— YOUR ASSIGNMENT —
Filter on the word "rename": copy each matching line from the listing below.

___

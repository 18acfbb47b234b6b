//! The closed set of benchmark pattern identifiers.
//!
//! Patterns are a fixed vocabulary. Historical identifiers from earlier
//! releases are accepted at the API boundary through [`PatternId::resolve`]
//! and mapped to their canonical form there; nothing downstream ever sees
//! an alias.

use serde::{Deserialize, Serialize};
use std::fmt;

/// Canonical benchmark pattern identifiers.
#[derive(Debug, Clone, Copy, PartialEq, Eq, Hash, Serialize, Deserialize)]
pub enum PatternId {
    /// Short sanity pass, sized for a single stream.
    #[serde(rename = "quick")]
    Quick,
    /// One sustained 4K production stream.
    #[serde(rename = "stream-1")]
    Stream1,
    /// Four concurrent 4K production streams.
    #[serde(rename = "stream-4")]
    Stream4,
    /// Eight concurrent 4K production streams.
    #[serde(rename = "stream-8")]
    Stream8,
    /// Long sustained two-stream pass for thermal and cache falloff.
    #[serde(rename = "endurance")]
    Endurance,
}

/// Legacy identifier aliases kept for older frontends and saved links.
const ALIASES: &[(&str, PatternId)] = &[
    ("basic", PatternId::Quick),
    ("quicktest", PatternId::Quick),
    ("single", PatternId::Stream1),
    ("single-stream", PatternId::Stream1),
    ("multi", PatternId::Stream4),
    ("multi-stream", PatternId::Stream4),
    ("full", PatternId::Endurance),
    ("soak", PatternId::Endurance),
];

impl PatternId {
    /// All canonical patterns, in display order.
    pub fn all() -> &'static [PatternId] {
        &[
            PatternId::Quick,
            PatternId::Stream1,
            PatternId::Stream4,
            PatternId::Stream8,
            PatternId::Endurance,
        ]
    }

    /// Canonical string form, as used on the wire and in the store.
    pub fn as_str(&self) -> &'static str {
        match self {
            PatternId::Quick => "quick",
            PatternId::Stream1 => "stream-1",
            PatternId::Stream4 => "stream-4",
            PatternId::Stream8 => "stream-8",
            PatternId::Endurance => "endurance",
        }
    }

    /// Resolve a user-supplied identifier, accepting canonical names and
    /// legacy aliases. Matching is case-insensitive.
    pub fn resolve(input: &str) -> Option<PatternId> {
        let normalized = input.trim().to_ascii_lowercase();
        if let Some(id) = Self::all().iter().find(|p| p.as_str() == normalized) {
            return Some(*id);
        }
        ALIASES
            .iter()
            .find(|(alias, _)| *alias == normalized)
            .map(|(_, id)| *id)
    }
}

impl fmt::Display for PatternId {
    fn fmt(&self, f: &mut fmt::Formatter<'_>) -> fmt::Result {
        write!(f, "{}", self.as_str())
    }
}

#[cfg(test)]
mod tests {
    use super::*;

    #[test]
    fn test_canonical_round_trip() {
        for p in PatternId::all() {
            assert_eq!(PatternId::resolve(p.as_str()), Some(*p));
        }
    }

    #[test]
    fn test_aliases_resolve() {
        assert_eq!(PatternId::resolve("single"), Some(PatternId::Stream1));
        assert_eq!(PatternId::resolve("MULTI"), Some(PatternId::Stream4));
        assert_eq!(PatternId::resolve("  full "), Some(PatternId::Endurance));
    }

    #[test]
    fn test_unknown_rejected() {
        assert_eq!(PatternId::resolve("turbo"), None);
        assert_eq!(PatternId::resolve(""), None);
    }

    #[test]
    fn test_serde_uses_canonical_form() {
        let json = serde_json::to_string(&PatternId::Stream4).unwrap();
        assert_eq!(json, "\"stream-4\"");
    }
}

___

— SOLVED EXERCISE —
    #[serde(rename = "quick")]
    #[serde(rename = "stream-1")]
    #[serde(rename = "stream-4")]
    #[serde(rename = "stream-8")]
    #[serde(rename = "endurance")]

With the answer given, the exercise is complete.